Outre que Nicolas Sarkozy
a repris les propositions du Cerf sur l'exonération
des charges au-delà de la 35ème
heure, la réponse de Ségolène
Royal n'est pas à la hauteur des demandes
exprimées par les Très Petites
Entreprises. Enfin, il nous semble impossible,
malgré ses premières déclarations
sur ce sujet, que Ségolène Royal
trouve une majorité dans son camp lui
permettant d'agir positivement sur ce sujet.
Sur l'augmentation du Smic à
1500€.
Les Créateurs d'emplois et de richesse
de France demandent depuis 2003 l'augmentation
du revenu de ceux qui travaillent, sans peser
sur l'entreprise. Cette position, incontestable,
reposait sur la nécessité de
soutenir la consommation des ménages
et la juste rétribution de l'effort
fourni par celui qui travaille. Cependant,
la situation financière des très
petites entreprises ne permettait et ne permet
toujours pas d'augmenter les salaires sans
mettre en danger les premiers créateurs
d'emplois en France et sans réduire
les revenus d'une catégorie de la population
(les patrons) dont la majorté ne gagne
pas un smic horaire.
Si Ségolène Royal semble avoir
entendu ce besoin des Français, exprimé
depuis longtemps par le Cerf, la solution
apportée nous semble dangereuse pour
la survie des Petites entreprises et les emplois
qui dépendent d'elles. De plus, l'augmentation
du SMIC, qui devrait se traduire par une hausse
rapide pour satisfaire aux exigences de sa
majorité aurait pour incidence de peser
encore plus sur la trésorie, pourtant
largement dégradée, de ces petites
entreprises et donc sur les revenus de la
catégorie d'actifs les plus précaires
de France.
Les emplois gratuits
Si cette mesure part de d'une
bonne idée (vouloir favoriser l'accès
au travail de jeunes en difficultés)
et d'un constat juste (le problème
de trésorerie pour les TPE), le remède
sera plus destructeur que le mal : en effet,
cette mesure introduit une distorsion de concurrence
par une forme de dumping sur le travail qui
mettra en difficultés les petites entreprises
concurrentes. Celles-ci n'auront d'autres
choix que de comprimer les salaires qui sont
déjà trop bas. La destruction
d'emplois et surtout le nivellement par le
bas des salaires sera le résultat de
cette mesure.
TVA sociale
Cette mesure vise à arrêter de
taxer le travail, tant du point de vue du
salarié que de l'entreprise et se traduit
à la fois par une hausse du revenu
du salarié de près de 25% et
par une baisse du coût du travail pour
l'entreprise. Le financement de la solidarité
serait donc reporté sur la consommation,
permettant de mettre les produits importés
à contribution de la solidarité,
tout en baissant les prix des produits fabriqués
en France. Sur la question du pouvoir d'achat,
celui-ci s'en trouverait amélioré
sur les produits générateurs
d'emplois en France et réduit sur les
produits sans mains d'œuvre sur le territoire
national.
L'enjeu de cette mesure est
la sauvegarde du système de solidarité
français dans une économie mondialisée.
Pendant la campagne, Nicolas
Sarkozy a fait une ouverture sur cette proposition
qui ne figurait pas dans son programme d'origine.
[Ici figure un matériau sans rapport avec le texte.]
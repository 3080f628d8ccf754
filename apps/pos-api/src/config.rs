//! Configuration for the POS API

use core_config::{AppInfo, FromEnv, app_info, server::ServerConfig};
use database::postgres::PostgresConfig;

pub use core_config::Environment;

/// Application configuration
#[derive(Clone, Debug)]
pub struct Config {
    pub app: AppInfo,
    pub postgres: PostgresConfig,
    pub server: ServerConfig,
    pub environment: Environment,
}

impl Config {
    pub fn from_env() -> eyre::Result<Self> {
        let environment = Environment::from_env();
        let postgres = PostgresConfig::from_env()?;
        let server = ServerConfig::from_env()?;

        Ok(Self {
            app: app_info!(),
            postgres,
            server,
            environment,
        })
    }
}
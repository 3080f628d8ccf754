//! API routes module

pub mod health;
pub mod products;

use axum::Router;

use crate::state::AppState;

/// Create all API routes nested under `/api` by the server setup
pub fn routes(state: &AppState) -> Router {
    Router::new().nest("/products", products::router(state))
}
//! The per-model CRUD contract.
//!
//! Arguments and results are query-language values: argument objects carry
//! `where`, `data`, `select`, `include`, `orderBy`, `cursor`, `take` and
//! `skip` the way the storage collaborator expects them, and results are
//! shaped by `select`/`include`.

use crate::error::{Error, Result};
use crate::types::BatchPayload;
use async_trait::async_trait;
use serde_json::Value;

/// CRUD operations on a single model.
///
/// Each enhancement implements this trait by wrapping the handle of the
/// layer below it, so calling code uses the same operations on an enhanced
/// handle as on a raw one.
#[async_trait]
pub trait CrudOperations: Send + Sync {
    /// Name of the model this handle operates on.
    fn model_name(&self) -> &str;

    /// Find a single entity by a unique filter.
    async fn find_unique(&self, args: Value) -> Result<Option<Value>>;

    /// Find a single entity by a unique filter, failing if absent.
    async fn find_unique_or_throw(&self, args: Value) -> Result<Value> {
        self.find_unique(args)
            .await?
            .ok_or_else(|| Error::NotFound(format!("no {} matches the unique filter", self.model_name())))
    }

    /// Find the first entity matching a filter.
    async fn find_first(&self, args: Value) -> Result<Option<Value>>;

    /// Find the first entity matching a filter, failing if absent.
    async fn find_first_or_throw(&self, args: Value) -> Result<Value> {
        self.find_first(args)
            .await?
            .ok_or_else(|| Error::NotFound(format!("no {} matches the filter", self.model_name())))
    }

    /// Find all entities matching a filter.
    async fn find_many(&self, args: Value) -> Result<Vec<Value>>;

    /// Create an entity, possibly with nested writes.
    async fn create(&self, args: Value) -> Result<Value>;

    /// Create several entities without nested writes.
    async fn create_many(&self, args: Value) -> Result<BatchPayload>;

    /// Create several entities and return them.
    async fn create_many_and_return(&self, args: Value) -> Result<Vec<Value>>;

    /// Update an entity identified by a unique filter.
    async fn update(&self, args: Value) -> Result<Value>;

    /// Update all entities matching a filter.
    async fn update_many(&self, args: Value) -> Result<BatchPayload>;

    /// Update an entity, or create it if absent.
    async fn upsert(&self, args: Value) -> Result<Value>;

    /// Delete an entity identified by a unique filter, returning it.
    async fn delete(&self, args: Value) -> Result<Value>;

    /// Delete all entities matching a filter.
    async fn delete_many(&self, args: Value) -> Result<BatchPayload>;

    /// Compute aggregates.
    async fn aggregate(&self, args: Value) -> Result<Value>;

    /// Group entities and compute per-group aggregates.
    async fn group_by(&self, args: Value) -> Result<Vec<Value>>;

    /// Count entities, or non-null values per field when `select` is given.
    async fn count(&self, args: Value) -> Result<Value>;
}
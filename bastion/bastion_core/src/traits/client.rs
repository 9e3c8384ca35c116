//! Client factory and transaction primitive.

use super::crud::CrudOperations;
use crate::error::Result;
use crate::types::TransactionOptions;
use async_trait::async_trait;
use futures::future::{BoxFuture, FutureExt};
use serde_json::Value;
use std::future::Future;
use std::sync::Arc;

/// Work run inside a transaction, given the transaction-scoped client.
pub type TransactionCallback =
    Box<dyn FnOnce(Arc<dyn DbClient>) -> BoxFuture<'static, Result<Value>> + Send>;

/// A data-access client: a factory of per-model handles with transactions.
#[async_trait]
pub trait DbClient: Send + Sync {
    /// Get the handle for a model.
    fn model(&self, name: &str) -> Result<Arc<dyn CrudOperations>>;

    /// Whether this client is already scoped to a transaction.
    fn in_transaction(&self) -> bool;

    /// Run `callback` in a transaction.
    ///
    /// The transaction commits if the callback returns `Ok` and rolls back
    /// otherwise. Options are forwarded to the storage collaborator.
    async fn transaction(
        &self,
        options: TransactionOptions,
        callback: TransactionCallback,
    ) -> Result<Value>;
}

/// Run `f` in a transaction on `db`, reusing the current one if `db` is
/// already transaction scoped.
pub async fn run_in_transaction<F, Fut>(
    db: &Arc<dyn DbClient>,
    options: &TransactionOptions,
    f: F,
) -> Result<Value>
where
    F: FnOnce(Arc<dyn DbClient>) -> Fut + Send + 'static,
    Fut: Future<Output = Result<Value>> + Send + 'static,
{
    if db.in_transaction() {
        return f(db.clone()).await;
    }
    db.transaction(options.clone(), Box::new(move |tx| f(tx).boxed()))
        .await
}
Nous n'avons pas de réponse
de Ségolène Royal sur ce sujet,
ni sur des solutions viables pour sauver notre
système de solidarité..
Lutte contre les
défaillances
Les défaillances officielles d'entreprises
en France représentent un plan social
annuel de plus de 200 000 emplois salariés
auxquels il faut ajouter près de 75
000 emplois non salariés. On sait malheureusement
que de très nombreuses cessations d'activité,
dues à des difficultés financières,
ne sont par recensées comme des défaillances.
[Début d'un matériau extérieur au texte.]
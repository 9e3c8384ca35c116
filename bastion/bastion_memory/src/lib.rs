//! # Bastion Memory
//!
//! An in-memory storage collaborator implementing the `DbClient` and
//! `CrudOperations` contracts over a `ModelMeta` schema. It stores each
//! model in its own table (hierarchy levels included), evaluates the filter
//! language, performs nested writes with referential actions and supports
//! snapshot transactions.
//!
//! It is the backend the enhancement layers are tested against, and a
//! convenient store for embedding Bastion in applications that need no
//! persistence.

mod aggregate;
mod client;
mod filter;
mod read;
mod state;
mod write;

pub use client::{MemoryDatabase, MemoryModel};
pub use state::Row;
impl PolicyHandler {
    pub(crate) fn new(
        inner: Arc<dyn DbClient>,
        meta: Arc<ModelMeta>,
        policy: Arc<PolicyDef>,
        context: Arc<QueryContext>,
        options: Arc<PolicyOptions>,
        model: &str,
    ) -> Self {
        Self {
            inner,
            meta,
            policy,
            context,
            options,
            model: model.to_string(),
        }
    }

    /// Client of the layer below.
    pub(crate) fn db(&self) -> &Arc<dyn DbClient> {
        &self.inner
    }

    pub(crate) fn util(&self) -> PolicyUtil<'_> {
        PolicyUtil::new(&self.meta, &self.policy, &self.context)
    }

    fn lower(&self) -> Result<Arc<dyn CrudOperations>> {
        self.inner.model(&self.model)
    }

    fn scoped(&self, db: Arc<dyn DbClient>) -> Self {
        Self {
            inner: db,
            ..self.clone()
        }
    }

    fn log(&self, action: &str, args: &Value) {
        if self.options.log_queries {
            log_query("policy", action, &self.model, args);
        }
    }

    /// Run `f` with a handler scoped to a transaction.
    async fn transact<F, Fut>(&self, f: F) -> Result<Value>
    where
        F: FnOnce(PolicyHandler) -> Fut + Send + 'static,
        Fut: Future<Output = Result<Value>> + Send + 'static,
    {
        let this = self.clone();
        run_in_transaction(&self.inner, &self.options.transaction, move |tx| f(this.scoped(tx))).await
    }

    /// Arguments with a required unique `where` in flat form.
    fn with_unique_where(&self, args: Value, action: &str) -> Result<Value> {
        let missing = || QueryError::MissingArgument {
            action: action.to_string(),
            argument: "where".to_string(),
        };
        let Value::Object(mut map) = args else {
            return Err(missing().into());
        };
        let Some(Value::Object(mut filter)) = map.remove("where") else {
            return Err(missing().into());
        };
        flatten_generated_unique_field(&self.meta, &self.model, &mut filter);
        map.insert("where".to_string(), Value::Object(filter));
        Ok(Value::Object(map))
    }

    fn ids_of(&self, entity: &Value) -> Result<Value> {
        entity_ids(&self.meta, &self.model, entity)
            .map(Value::Object)
            .ok_or_else(|| Error::Unknown {
                message: format!("{} entity was returned without its ids", self.model),
                source: None,
            })
    }

    /// Whether a filter reaches into relations.
    fn traverses_relations(&self, model: &str, filter: &Value) -> bool {
        match filter {
            Value::Object(map) => map.iter().any(|(key, value)| match key.as_str() {
                "AND" | "OR" | "NOT" => enumerate(value)
                    .into_iter()
                    .any(|v| self.traverses_relations(model, v)),
                _ => self
                    .meta
                    .field(model, key)
                    .map(|f| f.is_data_model)
                    .unwrap_or(false),
            }),
            _ => false,
        }
    }

    fn writes_relations(&self, data: &Value) -> bool {
        data.as_object()
            .map(|map| {
                map.keys().any(|k| {
                    self.meta
                        .field(&self.model, k)
                        .map(|f| f.is_data_model)
                        .unwrap_or(false)
                })
            })
            .unwrap_or(false)
    }

    async fn read_first(&self, action: &str, args: Value) -> Result<Option<Value>> {
        let util = self.util();
        let Some(guarded) = util.inject_for_read(&self.model, &args) else {
            debug!(model = %self.model, "model is not readable");
            return Ok(None);
        };
        self.log(action, &guarded);
        match self.lower()?.find_first(guarded).await? {
            Some(entity) => Ok(Some(
                post_process(&self.inner, util, &self.model, entity, &args).await?,
            )),
            None => Ok(None),
        }
    }

    /// Read back a written entity, failing if the read guard hides it.
    async fn read_result(&self, args: &Value, ids: Value, operation: PolicyOperation) -> Result<Value> {
        match read_back(&self.inner, self.util(), &self.model, args, ids).await? {
            Some(entity) => Ok(entity),
            None => Err(PolicyError::ResultNotReadable {
                model: self.model.clone(),
                operation,
            }
            .into()),
        }
    }

    fn guard_aggregate(&self, args: &Value) -> Value {
        let util = self.util();
        let guard = util.guard(&self.model, PolicyOperation::Read, None);
        let mut out = args.as_object().cloned().unwrap_or_default();
        let filter = out.get("where").cloned().unwrap_or_else(|| json!({}));
        out.insert(
            "where".to_string(),
            as_where(and([util.guard_where(&self.model, &filter), guard])),
        );
        Value::Object(out)
    }

    /// Create an entity with its nested writes checked.
    ///
    /// # Returns
    ///
    /// The ids of the created entity.
    async fn do_create(&self, args: Value) -> Result<Value> {
        let mut visitor = NestedWriteVisitor::new(&self.meta, PolicyCallbacks::new(self.clone()));
        let rebuilt = visitor
            .visit(&self.model, NestedWriteAction::Create, &args)
            .await?;
        let callbacks = visitor.into_callbacks();

        let lower_args = json!({
            "data": rebuilt.get("data").cloned().unwrap_or_else(|| json!({})),
            "select": id_selection(&self.meta, &self.model),
        });
        self.log("create", &lower_args);
        let created = self.lower()?.create(lower_args).await?;
        callbacks.finish().await?;
        self.ids_of(&created)
    }

    /// Update an entity with its nested writes checked.
    ///
    /// # Returns
    ///
    /// The ids of the updated entity.
    async fn do_update(&self, filter: Value, data: Value) -> Result<Value> {
        let payload = json!({ "where": filter, "data": data });
        let mut visitor = NestedWriteVisitor::new(&self.meta, PolicyCallbacks::new(self.clone()));
        let rebuilt = visitor
            .visit(&self.model, NestedWriteAction::Update, &payload)
            .await?;
        let callbacks = visitor.into_callbacks();

        let lower_args = json!({
            "where": rebuilt.get("where").cloned().unwrap_or(filter),
            "data": rebuilt.get("data").cloned().unwrap_or_else(|| json!({})),
            "select": id_selection(&self.meta, &self.model),
        });
        self.log("update", &lower_args);
        let updated = self.lower()?.update(lower_args).await?;
        callbacks.finish().await?;
        self.ids_of(&updated)
    }

    /// Decide a batch of creates from the payloads alone.
    ///
    /// # Returns
    ///
    /// `true` if every item is allowed by its input check, `false` if some
    /// item needs the stored row to decide.
    fn batch_input_check(&self, items: &[Value]) -> Result<bool> {
        let util = self.util();
        let mut decided = true;
        for item in items {
            match util.input_check(&self.model, item) {
                Some(true) => {}
                Some(false) => {
                    return Err(Error::denied(self.model.as_str(), PolicyOperation::Create, None))
                }
                None => decided = false,
            }
        }
        Ok(decided)
    }

    /// Whether an item collides with an existing row on a unique key.
    async fn is_duplicate(&self, item: &Value) -> Result<bool> {
        let Some(data) = item.as_object() else {
            return Ok(false);
        };
        let mut keys: Vec<Vec<String>> = vec![self
            .meta
            .id_fields(&self.model)
            .into_iter()
            .map(|f| f.name.clone())
            .collect()];
        keys.extend(
            self.meta
                .unique_constraints(&self.model)
                .map(|c| c.fields.clone()),
        );

        let lower = self.lower()?;
        'keys: for fields in keys {
            if fields.is_empty() {
                continue;
            }
            let mut filter = Map::new();
            for field in &fields {
                match data.get(field) {
                    Some(v) if !v.is_null() && !v.is_object() => {
                        filter.insert(field.clone(), v.clone());
                    }
                    _ => continue 'keys,
                }
            }
            let found = lower
                .find_first(json!({ "where": filter, "select": id_selection(&self.meta, &self.model) }))
                .await?;
            if found.is_some() {
                return Ok(true);
            }
        }
        Ok(false)
    }

    /// Create items one by one inside the current transaction.
    ///
    /// # Returns
    ///
    /// The ids of the created entities.
    async fn create_each(&self, items: Vec<Value>, skip_duplicates: bool) -> Result<Vec<Value>> {
        let mut created = Vec::with_capacity(items.len());
        for item in items {
            if skip_duplicates && self.is_duplicate(&item).await? {
                debug!(model = %self.model, "skipping duplicate item");
                continue;
            }
            created.push(self.do_create(json!({ "data": item })).await?);
        }
        Ok(created)
    }

    fn batch_items(&self, args: &Value, action: &str) -> Result<(Vec<Value>, bool)> {
        let util = self.util();
        util.try_reject(&self.model, PolicyOperation::Create)?;
        let items: Vec<Value> = enumerate(require(args, action, "data")?)
            .into_iter()
            .cloned()
            .collect();
        for item in &items {
            util.validate(&self.model, item, ValidationMode::Create)?;
        }
        let skip_duplicates = args
            .get("skipDuplicates")
            .and_then(Value::as_bool)
            .unwrap_or(false);
        Ok((items, skip_duplicates))
    }
}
Il s'agirait de près 100 000 entreprises
supplémentaires et donc d'un plan social
trois fois plus important.
Si Nicolas Sarkozy souhaite
intervenir le plus en amont possible pour
prévenir les défaillances et
régler les problèmes par voie
contractuelle, il a également signifié
sont souhait de voir abandonné le privilège
de l'Etat, pour permettre de sauver l'entreprise
et les emplois.
De son côté,
Ségolène Royal, sur ce sujet
qui traite d'une casse sociale inadmissible
n'a pas sû, malheureusement, nous apporter
de réponse probante.
Financement et fiscalité
Depuis sa création, le Cerf demande
la création des conditions favorables
pour réorienter l'investissement vers
les petites entreprises, qui souffrent de
ne pas avoir accès aux financements
et aux crédits nécessaires à
leur développment, voir à leur
survie. Ces difficultés pèsent
gravement sur l'état de leur trésorerie
et leur retire toute marge de manœuvre
tant à matière d'investissement,
que salariale.
Les propositions les plus
complètes sur le sujet, qui relèvent
aussi bien de la couverture du risque pour
l'obtention de crédits, que les incitations
fiscales visant à orienter l'épargne
et l'investissement vers nos entreprises sont,
sans conteste, celles de Nicolas Sarkozy.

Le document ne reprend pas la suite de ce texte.